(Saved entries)
>>>>>

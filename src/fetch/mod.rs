use std::time::Duration;

use async_trait::async_trait;
use chrono::NaiveDate;
use serde_json::Value;

use crate::cache::{date_stamp, SnapshotCache};
use crate::errors::ModelError;
use crate::models::Category;

/// Hard ceiling on a single run's date span. Every date is at least one
/// page fetch against a rate- and bot-sensitive source, so an oversized
/// range is rejected up front as a configuration mistake.
pub const MAX_RANGE_DAYS: i64 = 90;

/// Pause between consecutive network fetches. Backpressure, not politeness
/// theater: the sources this pulls from ban aggressive clients.
pub const DEFAULT_FETCH_DELAY: Duration = Duration::from_millis(500);

/// An inclusive, validated date range. Construction enforces ordering and
/// the span ceiling, so an orchestrator holding a `DateRange` never has to
/// re-check either.
#[derive(Debug, Clone, Copy, PartialEq, Eq)]
pub struct DateRange {
    pub start: NaiveDate,
    pub end: NaiveDate,
}

impl DateRange {
    pub fn new(start: NaiveDate, end: NaiveDate) -> Result<Self, ModelError> {
        if end < start {
            return Err(ModelError::Configuration {
                reason: format!("end date {} is before start date {}", end, start),
            });
        }
        let span = (end - start).num_days();
        if span > MAX_RANGE_DAYS {
            return Err(ModelError::Configuration {
                reason: format!(
                    "date range spans {} days; more than {} days of data per run is not allowed",
                    span, MAX_RANGE_DAYS
                ),
            });
        }
        Ok(Self { start, end })
    }

    /// Parse `YYYY-MM-DD` endpoints.
    pub fn parse(start: &str, end: &str) -> Result<Self, ModelError> {
        let parse = |s: &str| {
            NaiveDate::parse_from_str(s, "%Y-%m-%d").map_err(|e| ModelError::Configuration {
                reason: format!("invalid date {:?}: {}", s, e),
            })
        };
        Self::new(parse(start)?, parse(end)?)
    }

    /// Dates in ascending order, both endpoints included.
    pub fn days(&self) -> impl Iterator<Item = NaiveDate> + '_ {
        self.start.iter_days().take_while(move |d| *d <= self.end)
    }
}

/// The external fetch capability: given a category and date, produce the
/// records for that snapshot. How it does so (page rendering, HTTP, a test
/// double) is its own business.
#[async_trait]
pub trait FetchSource: Send + Sync {
    async fn fetch(&self, category: Category, date: NaiveDate) -> Result<Vec<Value>, ModelError>;
}

/// What one `ensure` pass actually did, date by date. Exists so callers and
/// tests can observe idempotence instead of trusting it.
#[derive(Debug, Default)]
pub struct EnsureReport {
    /// Dates fetched and written this pass.
    pub fetched: Vec<NaiveDate>,
    /// Dates whose snapshot was already Complete.
    pub skipped: Vec<NaiveDate>,
    /// Dates whose fetch failed; the pass continued without them.
    pub failed: Vec<NaiveDate>,
    /// Dates fetched but still Partial afterwards, accepted as best-effort
    /// (e.g. the first days of a season, before any statistical history).
    pub incomplete: Vec<NaiveDate>,
}

impl EnsureReport {
    pub fn fetch_count(&self) -> usize {
        self.fetched.len() + self.failed.len()
    }
}

/// Makes scraping idempotent: walks a date range, reads the cache for each
/// date, and only invokes the fetch capability for Missing or Partial
/// snapshots. Strictly sequential by date with a fixed inter-fetch delay.
pub struct DataFetchOrchestrator<'a> {
    cache: &'a SnapshotCache,
    fetch_delay: Duration,
}

impl<'a> DataFetchOrchestrator<'a> {
    pub fn new(cache: &'a SnapshotCache) -> Self {
        Self {
            cache,
            fetch_delay: DEFAULT_FETCH_DELAY,
        }
    }

    pub fn with_delay(cache: &'a SnapshotCache, fetch_delay: Duration) -> Self {
        Self { cache, fetch_delay }
    }

    /// Bring every date in `range` up to a Complete snapshot for `category`,
    /// fetching only what is Missing or Partial (or everything, under
    /// `force`).
    ///
    /// A `FetchFailure` skips that date and the pass continues; the date is
    /// recorded in the report. A snapshot that is still Partial after a
    /// fresh fetch is accepted as best-effort rather than retried. A corrupt
    /// cache file aborts the pass: re-fetching over it would mask whatever
    /// corrupted it.
    pub async fn ensure(
        &self,
        category: Category,
        range: DateRange,
        source: &dyn FetchSource,
        force: bool,
    ) -> Result<EnsureReport, ModelError> {
        let required = category.required_field();
        let mut report = EnsureReport::default();

        for date in range.days() {
            let stamp = date_stamp(date);

            if !force {
                let snapshot = self.cache.read(category.as_str(), &stamp, required)?;
                if snapshot.is_complete() {
                    report.skipped.push(date);
                    continue;
                }
            }

            if report.fetch_count() > 0 && !self.fetch_delay.is_zero() {
                tokio::time::sleep(self.fetch_delay).await;
            }

            match source.fetch(category, date).await {
                Ok(records) => {
                    self.cache.write(category.as_str(), &stamp, &records)?;
                    if !SnapshotCache::is_complete(&records, required) {
                        tracing::info!(
                            "snapshot {}/{} still partial after fetch; keeping best-effort result",
                            category,
                            date
                        );
                        report.incomplete.push(date);
                    }
                    report.fetched.push(date);
                }
                Err(err @ ModelError::FetchFailure { .. }) => {
                    tracing::warn!("skipping {} on {}: {}", category, date, err);
                    report.failed.push(date);
                }
                Err(other) => return Err(other),
            }
        }

        if !report.failed.is_empty() {
            tracing::warn!(
                "{} dates for {} remain unfetched: {:?}",
                report.failed.len(),
                category,
                report.failed
            );
        }
        Ok(report)
    }
}
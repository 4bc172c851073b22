use std::path::PathBuf;

use anyhow::{Context, Result};
use clap::Parser;
use ncaab_model::cache::SnapshotCache;
use ncaab_model::config::{EfficiencySource, RunConfig};
use ncaab_model::eval::Backtester;
use ncaab_model::model::EfficiencyModel;
use ncaab_model::scrapers::WebDataSource;
use ncaab_model::teams::TeamDirectory;

/// Backtest the NCAA basketball score model over a historical date range,
/// scoring it against sportsbook lines.
#[derive(Parser, Debug)]
#[command(name = "backtest")]
struct Args {
    /// First game date, YYYY-MM-DD
    #[arg(long)]
    start_date: String,

    /// Last game date (inclusive), YYYY-MM-DD
    #[arg(long)]
    end_date: String,

    /// Data directory root (defaults to $NCAAB_DATA_DIR, then ./data)
    #[arg(long)]
    data_dir: Option<PathBuf>,

    /// Restrict the backtest to games involving these teams (repeatable)
    #[arg(long = "team")]
    teams: Vec<String>,

    /// Name used for the results file
    #[arg(long, default_value = "backtest_all")]
    test_name: String,

    /// Blend season efficiency with recent form instead of season-only
    #[arg(long)]
    blend: bool,

    /// Re-fetch every snapshot even if the cache is complete
    #[arg(long)]
    force: bool,

    /// Suppress progress output and the summary table
    #[arg(long)]
    quiet: bool,

    /// Skip the summary table (results are still written)
    #[arg(long)]
    no_summary: bool,
}

#[tokio::main]
async fn main() -> Result<()> {
    dotenv::dotenv().ok();
    tracing_subscriber::fmt::init();

    let args = Args::parse();

    let data_dir = args
        .data_dir
        .or_else(|| std::env::var("NCAAB_DATA_DIR").ok().map(PathBuf::from))
        .unwrap_or_else(|| PathBuf::from("data"));

    let mut config = RunConfig::new(data_dir);
    config.quiet = args.quiet;
    config.print_summary = !args.no_summary;
    config.teams = args.teams;
    if args.blend {
        config.efficiency_source = EfficiencySource::blended();
    }

    let directory = TeamDirectory::load(&config.teams_dir())
        .context("Failed to load team name maps")?;
    let cache = SnapshotCache::new(config.cache_dir());
    let model = EfficiencyModel::new(&cache, &directory, &config);

    let backtester = Backtester::new(
        &config,
        &directory,
        &model,
        &args.start_date,
        &args.end_date,
    )?;

    let source = WebDataSource::new();
    backtester
        .prepare(&source, args.force)
        .await
        .context("Failed to prepare snapshot data")?;

    backtester.run(&args.test_name)?;

    Ok(())
}
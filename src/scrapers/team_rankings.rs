use std::time::Duration;

use chrono::{Local, NaiveDate};
use scraper::{Html, Selector};
use serde_json::Value;

use crate::errors::ModelError;
use crate::models::Category;

/// Per-page fetch deadline. A hung page is abandoned, not retried: over a
/// 90-day range, retries would turn one slow date into an unbounded run.
pub const REQUEST_TIMEOUT: Duration = Duration::from_secs(15);

const BASE_URL: &str = "https://www.teamrankings.com/ncaa-basketball/stat";

/// Scrapes the per-team statistic tables (possessions per game, offensive
/// and defensive efficiency) and turns them into snapshot records with
/// category-prefixed column names.
pub struct TeamRankingsClient {
    client: reqwest::Client,
}

impl TeamRankingsClient {
    pub fn new() -> Self {
        Self {
            client: reqwest::Client::builder()
                .user_agent("Mozilla/5.0 (Windows NT 10.0; Win64; x64) AppleWebKit/537.36")
                .timeout(REQUEST_TIMEOUT)
                .build()
                .unwrap(),
        }
    }

    fn stat_path(category: Category) -> Option<&'static str> {
        match category {
            Category::Tempo => Some("possessions-per-game"),
            Category::OffensiveEfficiency => Some("offensive-efficiency"),
            Category::DefensiveEfficiency => Some("defensive-efficiency"),
            Category::Schedule => None,
        }
    }

    /// Fetch one stat table as of `date`. The site serves the current table
    /// at the bare URL and historical tables behind a `?date=` query.
    pub async fn fetch_table(
        &self,
        category: Category,
        date: NaiveDate,
    ) -> Result<Vec<Value>, ModelError> {
        let path = Self::stat_path(category).ok_or_else(|| ModelError::FetchFailure {
            category: category.as_str().to_string(),
            date,
            reason: "not a team-rankings stat category".to_string(),
        })?;

        let mut url = format!("{}/{}", BASE_URL, path);
        if date != Local::now().date_naive() {
            url = format!("{}?date={}", url, date.format("%Y-%m-%d"));
        }

        let fetch_err = |reason: String| ModelError::FetchFailure {
            category: category.as_str().to_string(),
            date,
            reason,
        };

        let response = self
            .client
            .get(&url)
            .send()
            .await
            .map_err(|e| fetch_err(e.to_string()))?;
        if !response.status().is_success() {
            return Err(fetch_err(format!("status {}", response.status())));
        }
        let html = response.text().await.map_err(|e| fetch_err(e.to_string()))?;

        parse_stat_table(&html, category.as_str()).map_err(fetch_err)
    }
}

impl Default for TeamRankingsClient {
    fn default() -> Self {
        Self::new()
    }
}

/// Parse a stat page into one record per table row. Column headers are
/// lowercased, space-to-underscore, and prefixed with the category
/// (`tempo_rank`, `tempo_team`, `tempo_2025`, `tempo_last_3`, ...).
/// Column 0 is an integer rank, column 1 the team name, everything after is
/// a float or null when the site shows a placeholder.
pub fn parse_stat_table(html: &str, prefix: &str) -> Result<Vec<Value>, String> {
    let document = Html::parse_document(html);

    let table_sel = Selector::parse("table#DataTables_Table_0")
        .map_err(|_| "invalid table selector".to_string())?;
    let header_sel =
        Selector::parse("thead th").map_err(|_| "invalid header selector".to_string())?;
    let row_sel = Selector::parse("tbody tr").map_err(|_| "invalid row selector".to_string())?;
    let cell_sel = Selector::parse("td").map_err(|_| "invalid cell selector".to_string())?;

    let table = document
        .select(&table_sel)
        .next()
        .ok_or_else(|| "data table not found in page".to_string())?;

    let headers: Vec<String> = table
        .select(&header_sel)
        .map(|th| {
            let text = th.text().collect::<String>();
            format!("{}_{}", prefix, text.trim().to_lowercase().replace(' ', "_"))
        })
        .collect();
    if headers.is_empty() {
        return Err("data table has no header row".to_string());
    }

    let mut records = Vec::new();
    for row in table.select(&row_sel) {
        let cells: Vec<String> = row
            .select(&cell_sel)
            .map(|td| td.text().collect::<String>().trim().to_string())
            .collect();

        // Spacer and ad rows carry no rank; skip them.
        let Some(Ok(rank)) = cells.first().map(|c| c.parse::<i64>()) else {
            continue;
        };

        let mut record = serde_json::Map::new();
        for (j, (header, cell)) in headers.iter().zip(cells.iter()).enumerate() {
            let value = match j {
                0 => Value::from(rank),
                1 => Value::from(cell.clone()),
                _ => cell
                    .parse::<f64>()
                    .map(Value::from)
                    .unwrap_or(Value::Null),
            };
            record.insert(header.clone(), value);
        }
        records.push(Value::Object(record));
    }

    Ok(records)
}
use std::collections::HashMap;
use std::path::Path;
use std::sync::Mutex;

use chrono::{Datelike, NaiveDate};
use serde_json::Value;

use crate::cache::{date_stamp, Completeness, SnapshotCache};
use crate::config::{EfficiencySource, ModelTuning, RunConfig};
use crate::errors::ModelError;
use crate::models::{Category, Game};
use crate::teams::{NamingSystem, TeamDirectory};

/// Degrees of longitude per time zone, for the travel adjustment buckets.
const LONGITUDE_DEGREES_PER_ZONE: f64 = 15.0;

/// A score projection model. Returns projected (away_points, home_points).
///
/// `TeamNotFound` and `PredictionRejected` mean this particular game cannot
/// be projected; batch callers skip the game and move on.
pub trait Predictor {
    fn predict(&self, game: &Game) -> Result<(f64, f64), ModelError>;
}

/// Tempo-adjusted efficiency model.
///
/// Expected possessions are the mean of both teams' tempo; each side's
/// points are possessions times its offensive efficiency discounted by the
/// opponent's defensive efficiency relative to league average. Home teams
/// on non-neutral courts get the home-advantage bump, and away teams are
/// docked per time zone traveled when geographic data is available.
pub struct EfficiencyModel<'a> {
    cache: &'a SnapshotCache,
    directory: &'a TeamDirectory,
    tuning: ModelTuning,
    source: EfficiencySource,
    /// Sportsbook team name -> (latitude, longitude). Empty when no geo
    /// file was present; the travel adjustment is then a no-op.
    geo: HashMap<String, (f64, f64)>,
    /// Per-run memo of parsed stat tables, keyed by (category, date).
    tables: Mutex<HashMap<(Category, NaiveDate), HashMap<String, Value>>>,
}

/// Season label used in stat column names: the 2024-25 season's column is
/// `2025`, covering games from July onward through the spring.
pub fn season_label(date: NaiveDate) -> i32 {
    if date.month() >= 7 {
        date.year() + 1
    } else {
        date.year()
    }
}

impl<'a> EfficiencyModel<'a> {
    pub fn new(
        cache: &'a SnapshotCache,
        directory: &'a TeamDirectory,
        config: &RunConfig,
    ) -> Self {
        Self {
            cache,
            directory,
            tuning: config.tuning,
            source: config.efficiency_source,
            geo: load_geo(&config.teams_dir()),
            tables: Mutex::new(HashMap::new()),
        }
    }

    pub fn with_geo(mut self, geo: HashMap<String, (f64, f64)>) -> Self {
        self.geo = geo;
        self
    }

    /// Look up one stat value for a team (TeamRankings name) on the game
    /// date, applying the configured efficiency source. Tempo always uses
    /// the season column; blending only applies to the efficiency stats.
    fn stat(&self, category: Category, game: &Game, team: &str) -> Result<f64, ModelError> {
        let record = self.team_record(category, game, team)?;
        let prefix = category.as_str();

        let season_col = format!("{}_{}", prefix, season_label(game.game_date));
        let season = number_field(&record, &season_col).ok_or_else(|| {
            reject(game, format!("no {} value for {}", season_col, team))
        })?;

        let source = if category == Category::Tempo {
            EfficiencySource::Season
        } else {
            self.source
        };

        match source {
            EfficiencySource::Season => Ok(season),
            EfficiencySource::Blended {
                season_weight,
                recent_weight,
            } => {
                // Early in the season there is no last-3 column yet; fall
                // back to the season value rather than refusing to predict.
                let recent =
                    number_field(&record, &format!("{}_last_3", prefix)).unwrap_or(season);
                Ok(season_weight * season + recent_weight * recent)
            }
        }
    }

    fn team_record(
        &self,
        category: Category,
        game: &Game,
        team: &str,
    ) -> Result<Value, ModelError> {
        let key = (category, game.game_date);
        let mut tables = self.tables.lock().unwrap();

        if !tables.contains_key(&key) {
            let snapshot =
                self.cache
                    .read(category.as_str(), &date_stamp(game.game_date), None)?;
            if snapshot.completeness == Completeness::Missing {
                return Err(reject(
                    game,
                    format!("no {} snapshot for {}", category, game.game_date),
                ));
            }

            let team_col = format!("{}_team", category.as_str());
            let mut by_team = HashMap::new();
            for record in snapshot.records {
                if let Some(name) = record.get(&team_col).and_then(Value::as_str) {
                    by_team.insert(name.to_string(), record.clone());
                }
            }
            tables.insert(key, by_team);
        }

        tables[&key].get(team).cloned().ok_or_else(|| {
            reject(
                game,
                format!("no {} row for {} on {}", category, team, game.game_date),
            )
        })
    }

    /// Points docked from the away side per time zone crossed getting to
    /// the game. Zero unless both teams have geo data.
    fn travel_penalty(&self, game: &Game) -> f64 {
        if self.geo.is_empty() || self.tuning.travel_penalty_per_zone == 0.0 {
            return 0.0;
        }
        let locate = |name: &str| {
            self.directory
                .normalize(name, NamingSystem::Sportsbook)
                .ok()
                .and_then(|n| self.geo.get(&n).copied())
        };
        let (Some(away), Some(home)) = (locate(&game.away_team), locate(&game.home_team)) else {
            return 0.0;
        };
        let zones = ((away.1 - home.1).abs() / LONGITUDE_DEGREES_PER_ZONE).floor();
        zones * self.tuning.travel_penalty_per_zone
    }
}

impl Predictor for EfficiencyModel<'_> {
    fn predict(&self, game: &Game) -> Result<(f64, f64), ModelError> {
        let away = self
            .directory
            .normalize(&game.away_team, NamingSystem::TeamRankings)?;
        let home = self
            .directory
            .normalize(&game.home_team, NamingSystem::TeamRankings)?;

        let tempo_away = self.stat(Category::Tempo, game, &away)?;
        let tempo_home = self.stat(Category::Tempo, game, &home)?;
        let off_away = self.stat(Category::OffensiveEfficiency, game, &away)?;
        let off_home = self.stat(Category::OffensiveEfficiency, game, &home)?;
        let def_away = self.stat(Category::DefensiveEfficiency, game, &away)?;
        let def_home = self.stat(Category::DefensiveEfficiency, game, &home)?;

        let possessions = (tempo_away + tempo_home) / 2.0;
        let league = self.tuning.league_avg_efficiency;

        let mut away_points = possessions * off_away * def_home / (100.0 * league);
        let mut home_points = possessions * off_home * def_away / (100.0 * league);

        if !game.neutral_site {
            home_points += self.tuning.home_advantage;
        }
        away_points -= self.travel_penalty(game);

        Ok((away_points, home_points))
    }
}

fn reject(game: &Game, reason: String) -> ModelError {
    ModelError::PredictionRejected {
        away: game.away_team.clone(),
        home: game.home_team.clone(),
        reason,
    }
}

fn number_field(record: &Value, field: &str) -> Option<f64> {
    record.get(field).and_then(Value::as_f64)
}

fn load_geo(teams_dir: &Path) -> HashMap<String, (f64, f64)> {
    let path = teams_dir.join("geo_latlong.json");
    match std::fs::read_to_string(&path) {
        Ok(raw) => match serde_json::from_str(&raw) {
            Ok(geo) => geo,
            Err(e) => {
                tracing::warn!("ignoring unparseable geo file {}: {}", path.display(), e);
                HashMap::new()
            }
        },
        Err(_) => HashMap::new(),
    }
}
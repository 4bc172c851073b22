/// Fixed-vig wagering assumption used for ROI: stake 110 to win 100.
pub const VIG_STAKE: f64 = 110.0;
/// Total returned on a won fixed-vig bet (stake back plus winnings).
pub const VIG_RETURN: f64 = 210.0;

/// Convert American odds to implied probability.
/// Positive odds (+150) mean you win $150 on a $100 bet.
/// Negative odds (-150) mean you need to bet $150 to win $100.
pub fn american_to_probability(odds: i32) -> f64 {
    if odds > 0 {
        100.0 / (odds as f64 + 100.0)
    } else {
        let abs_odds = odds.abs() as f64;
        abs_odds / (abs_odds + 100.0)
    }
}

/// Convert a win probability to American odds. Probabilities are clamped
/// away from 0 and 1 so a lopsided projection still yields a finite price.
pub fn probability_to_american(prob: f64) -> i32 {
    let prob = prob.clamp(0.001, 0.999);
    if prob >= 0.5 {
        // Favorite (negative odds)
        -((prob / (1.0 - prob)) * 100.0).round() as i32
    } else {
        // Underdog (positive odds)
        (((1.0 - prob) / prob) * 100.0).round() as i32
    }
}

/// Pythagorean expectation: win probability for the away side given
/// projected points for each side.
pub fn pythagorean_win_pct(away_points: f64, home_points: f64, exponent: f64) -> f64 {
    let away = away_points.powf(exponent);
    let home = home_points.powf(exponent);
    away / (away + home)
}

/// Return on investment over a set of decided fixed-vig bets, as a
/// percentage of total staked. Zero decided bets is 0%, not a division
/// error.
pub fn fixed_vig_roi(wins: u32, losses: u32) -> f64 {
    let decided = (wins + losses) as f64;
    if decided == 0.0 {
        return 0.0;
    }
    let staked = decided * VIG_STAKE;
    let returned = wins as f64 * VIG_RETURN;
    100.0 * (returned - staked) / staked
}

/// Round to one decimal place, matching the precision stored in results
/// files.
pub fn round1(value: f64) -> f64 {
    (value * 10.0).round() / 10.0
}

<<<<<

▶ **What you should do**: Give back exactly the lines above, from the line containing "when no geo" through the line containing "through the spring.", with both end lines and nothing more.

▶ **Result**:
    /// Sportsbook team name -> (latitude, longitude). Empty when no geo
    /// file was present; the travel adjustment is then a no-op.
    geo: HashMap<String, (f64, f64)>,
    /// Per-run memo of parsed stat tables, keyed by (category, date).
    tables: Mutex<HashMap<(Category, NaiveDate), HashMap<String, Value>>>,
}

/// Season label used in stat column names: the 2024-25 season's column is
/// `2025`, covering games from July onward through the spring.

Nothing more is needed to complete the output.